### Your objective
An identical copy of the data below is needed.

### Raw data
▶

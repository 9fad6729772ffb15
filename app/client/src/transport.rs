//! WebSocket transport to the assistant backend.
//!
//! A single background task owns the socket. It reports what happens on the
//! wire as [`Signal`]s through one FIFO channel, so frames reach the session
//! in the order the backend sent them. The session never touches the socket.

use crate::config::ClientConfig;
use futures_util::{SinkExt, StreamExt};
use std::sync::{
    Arc,
    atomic::{AtomicBool, Ordering},
};
use std::time::Duration;
use tokio::sync::mpsc;
use tokio_tungstenite::tungstenite::{
    self,
    client::IntoClientRequest,
    handshake::client::Request,
    http::{HeaderValue, header::AUTHORIZATION},
    protocol::Message as WsMessage,
};

/// Transport-level happenings, in wire order.
#[derive(Debug, Clone, PartialEq, Eq)]
pub enum Signal {
    /// The connection is established.
    Opened,
    /// One inbound text frame.
    Frame(String),
    /// The connection was closed, locally or by the backend.
    Closed,
    /// Connecting failed or the connection broke.
    Failed(String),
}

/// Errors raised by the transport.
#[derive(Debug, thiserror::Error)]
pub enum TransportError {
    /// Sending requires an open connection; nothing is queued.
    #[error("not connected")]
    NotConnected,
    /// The endpoint URL could not be turned into a request.
    #[error("invalid endpoint: {0}")]
    Endpoint(#[from] tungstenite::Error),
    /// The bearer token is not a valid header value.
    #[error("auth token is not a valid header value")]
    InvalidToken,
}

enum Outbound {
    Text(String),
    Close,
}

/// Handle to the socket task.
///
/// Not Clone, one transport per session.
pub struct Transport {
    outbound: mpsc::UnboundedSender<Outbound>,
    connected: Arc<AtomicBool>,
}

impl Transport {
    /// Start connecting. The returned receiver yields exactly one of
    /// [`Signal::Opened`] or [`Signal::Failed`] for the attempt, then frames
    /// until the connection ends.
    pub fn connect(config: &ClientConfig) -> (Self, mpsc::UnboundedReceiver<Signal>) {
        let (signal_tx, signal_rx) = mpsc::unbounded_channel();
        let (outbound_tx, outbound_rx) = mpsc::unbounded_channel();
        let connected = Arc::new(AtomicBool::new(false));

        let request = build_request(config);
        tokio::spawn(run(
            request,
            config.connect_timeout(),
            signal_tx,
            outbound_rx,
            connected.clone(),
        ));

        let transport = Self {
            outbound: outbound_tx,
            connected,
        };
        (transport, signal_rx)
    }

    /// Whether the socket is currently open.
    pub fn is_connected(&self) -> bool {
        self.connected.load(Ordering::Acquire)
    }

    /// Send one encoded frame.
    pub fn send(&self, frame: String) -> Result<(), TransportError> {
        if !self.is_connected() {
            return Err(TransportError::NotConnected);
        }
        self.outbound
            .send(Outbound::Text(frame))
            .map_err(|_| TransportError::NotConnected)
    }

    /// Close the connection. Calling it again is a no-op.
    pub fn close(&self) {
        let _ = self.outbound.send(Outbound::Close);
    }
}

/// Build the upgrade request, attaching the bearer token if configured.
pub fn build_request(config: &ClientConfig) -> Result<Request, TransportError> {
    let mut request = config.url.as_str().into_client_request()?;
    if let Some(token) = config.token() {
        let value =
            HeaderValue::from_str(&format!("Bearer {token}")).map_err(|_| TransportError::InvalidToken)?;
        request.headers_mut().insert(AUTHORIZATION, value);
    }
    Ok(request)
}

async fn run(
    request: Result<Request, TransportError>,
    timeout: Duration,
    signals: mpsc::UnboundedSender<Signal>,
    mut outbound: mpsc::UnboundedReceiver<Outbound>,
    connected: Arc<AtomicBool>,
) {
    let request = match request {
        Ok(request) => request,
        Err(e) => {
            let _ = signals.send(Signal::Failed(e.to_string()));
            return;
        }
    };
    let endpoint = request.uri().to_string();

    let connect = tokio::time::timeout(timeout, tokio_tungstenite::connect_async(request));
    let socket = tokio::select! {
        result = connect => match result {
            Ok(Ok((socket, _response))) => socket,
            Ok(Err(e)) => {
                tracing::error!("failed to connect to {endpoint}: {e}");
                let _ = signals.send(Signal::Failed(e.to_string()));
                return;
            }
            Err(_) => {
                tracing::error!("connecting to {endpoint} timed out");
                let _ = signals.send(Signal::Failed(format!(
                    "connect timed out after {}s",
                    timeout.as_secs()
                )));
                return;
            }
        },
        Some(Outbound::Close) | None = outbound.recv() => {
            let _ = signals.send(Signal::Closed);
            return;
        }
    };

    tracing::debug!("connected to {endpoint}");
    connected.store(true, Ordering::Release);
    let _ = signals.send(Signal::Opened);

    let (mut sink, mut stream) = socket.split();
    let last = loop {
        tokio::select! {
            incoming = stream.next() => match incoming {
                Some(Ok(WsMessage::Text(text))) => {
                    let _ = signals.send(Signal::Frame(text.as_str().to_owned()));
                }
                Some(Ok(WsMessage::Binary(bytes))) => match String::from_utf8(bytes.to_vec()) {
                    Ok(text) => {
                        let _ = signals.send(Signal::Frame(text));
                    }
                    Err(_) => tracing::warn!("ignoring non-utf8 binary frame"),
                },
                Some(Ok(WsMessage::Close(_))) | None => break Signal::Closed,
                Some(Ok(_)) => {}
                Some(Err(e)) => {
                    tracing::error!("connection to {endpoint} broke: {e}");
                    break Signal::Failed(e.to_string());
                }
            },
            out = outbound.recv() => match out {
                Some(Outbound::Text(text)) => {
                    if let Err(e) = sink.send(WsMessage::text(text)).await {
                        tracing::error!("failed to send frame: {e}");
                        break Signal::Failed(e.to_string());
                    }
                }
                Some(Outbound::Close) | None => {
                    let _ = sink.close().await;
                    break Signal::Closed;
                }
            },
        }
    };

    connected.store(false, Ordering::Release);
    tracing::debug!("disconnected from {endpoint}");
    let _ = signals.send(last);
}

◀

### Result of the task
repository 9fad6729772ffb15
filename app/client/src/transport.rs
//! WebSocket transport to the assistant backend.
//!
//! A single background task owns the socket. It reports what happens on the
//! wire as [`Signal`]s through one FIFO channel, so frames reach the session
//! in the order the backend sent them. The session never touches the socket.

use crate::config::ClientConfig;
use futures_util::{SinkExt, StreamExt};
use std::sync::{
    Arc,
    atomic::{AtomicBool, Ordering},
};
use std::time::Duration;
use tokio::sync::mpsc;
use tokio_tungstenite::tungstenite::{
    self,
    client::IntoClientRequest,
    handshake::client::Request,
    http::{HeaderValue, header::AUTHORIZATION},
    protocol::Message as WsMessage,
};

/// Transport-level happenings, in wire order.
#[derive(Debug, Clone, PartialEq, Eq)]
pub enum Signal {
    /// The connection is established.
    Opened,
    /// One inbound text frame.
    Frame(String),
    /// The connection was closed, locally or by the backend.
    Closed,
    /// Connecting failed or the connection broke.
    Failed(String),
}

/// Errors raised by the transport.
#[derive(Debug, thiserror::Error)]
pub enum TransportError {
    /// Sending requires an open connection; nothing is queued.
    #[error("not connected")]
    NotConnected,
    /// The endpoint URL could not be turned into a request.
    #[error("invalid endpoint: {0}")]
    Endpoint(#[from] tungstenite::Error),
    /// The bearer token is not a valid header value.
    #[error("auth token is not a valid header value")]
    InvalidToken,
}

enum Outbound {
    Text(String),
    Close,
}

/// Handle to the socket task.
///
/// Not Clone, one transport per session.
pub struct Transport {
    outbound: mpsc::UnboundedSender<Outbound>,
    connected: Arc<AtomicBool>,
}

impl Transport {
    /// Start connecting. The returned receiver yields exactly one of
    /// [`Signal::Opened`] or [`Signal::Failed`] for the attempt, then frames
    /// until the connection ends.
    pub fn connect(config: &ClientConfig) -> (Self, mpsc::UnboundedReceiver<Signal>) {
        let (signal_tx, signal_rx) = mpsc::unbounded_channel();
        let (outbound_tx, outbound_rx) = mpsc::unbounded_channel();
        let connected = Arc::new(AtomicBool::new(false));

        let request = build_request(config);
        tokio::spawn(run(
            request,
            config.connect_timeout(),
            signal_tx,
            outbound_rx,
            connected.clone(),
        ));

        let transport = Self {
            outbound: outbound_tx,
            connected,
        };
        (transport, signal_rx)
    }

    /// Whether the socket is currently open.
    pub fn is_connected(&self) -> bool {
        self.connected.load(Ordering::Acquire)
    }

    /// Send one encoded frame.
    pub fn send(&self, frame: String) -> Result<(), TransportError> {
        if !self.is_connected() {
            return Err(TransportError::NotConnected);
        }
        self.outbound
            .send(Outbound::Text(frame))
            .map_err(|_| TransportError::NotConnected)
    }

    /// Close the connection. Calling it again is a no-op.
    pub fn close(&self) {
        let _ = self.outbound.send(Outbound::Close);
    }
}

/// Build the upgrade request, attaching the bearer token if configured.
pub fn build_request(config: &ClientConfig) -> Result<Request, TransportError> {
    let mut request = config.url.as_str().into_client_request()?;
    if let Some(token) = config.token() {
        let value =
            HeaderValue::from_str(&format!("Bearer {token}")).map_err(|_| TransportError::InvalidToken)?;
        request.headers_mut().insert(AUTHORIZATION, value);
    }
    Ok(request)
}

async fn run(
    request: Result<Request, TransportError>,
    timeout: Duration,
    signals: mpsc::UnboundedSender<Signal>,
    mut outbound: mpsc::UnboundedReceiver<Outbound>,
    connected: Arc<AtomicBool>,
) {
    let request = match request {
        Ok(request) => request,
        Err(e) => {
            let _ = signals.send(Signal::Failed(e.to_string()));
            return;
        }
    };
    let endpoint = request.uri().to_string();

    let connect = tokio::time::timeout(timeout, tokio_tungstenite::connect_async(request));
    let socket = tokio::select! {
        result = connect => match result {
            Ok(Ok((socket, _response))) => socket,
            Ok(Err(e)) => {
                tracing::error!("failed to connect to {endpoint}: {e}");
                let _ = signals.send(Signal::Failed(e.to_string()));
                return;
            }
            Err(_) => {
                tracing::error!("connecting to {endpoint} timed out");
                let _ = signals.send(Signal::Failed(format!(
                    "connect timed out after {}s",
                    timeout.as_secs()
                )));
                return;
            }
        },
        Some(Outbound::Close) | None = outbound.recv() => {
            let _ = signals.send(Signal::Closed);
            return;
        }
    };

    tracing::debug!("connected to {endpoint}");
    connected.store(true, Ordering::Release);
    let _ = signals.send(Signal::Opened);

    let (mut sink, mut stream) = socket.split();
    let last = loop {
        tokio::select! {
            incoming = stream.next() => match incoming {
                Some(Ok(WsMessage::Text(text))) => {
                    let _ = signals.send(Signal::Frame(text.as_str().to_owned()));
                }
                Some(Ok(WsMessage::Binary(bytes))) => match String::from_utf8(bytes.to_vec()) {
                    Ok(text) => {
                        let _ = signals.send(Signal::Frame(text));
                    }
                    Err(_) => tracing::warn!("ignoring non-utf8 binary frame"),
                },
                Some(Ok(WsMessage::Close(_))) | None => break Signal::Closed,
                Some(Ok(_)) => {}
                Some(Err(e)) => {
                    tracing::error!("connection to {endpoint} broke: {e}");
                    break Signal::Failed(e.to_string());
                }
            },
            out = outbound.recv() => match out {
                Some(Outbound::Text(text)) => {
                    if let Err(e) = sink.send(WsMessage::text(text)).await {
                        tracing::error!("failed to send frame: {e}");
                        break Signal::Failed(e.to_string());
                    }
                }
                Some(Outbound::Close) | None => {
                    let _ = sink.close().await;
                    break Signal::Closed;
                }
            },
        }
    };

    connected.store(false, Ordering::Release);
    tracing::debug!("disconnected from {endpoint}");
    let _ = signals.send(last);
}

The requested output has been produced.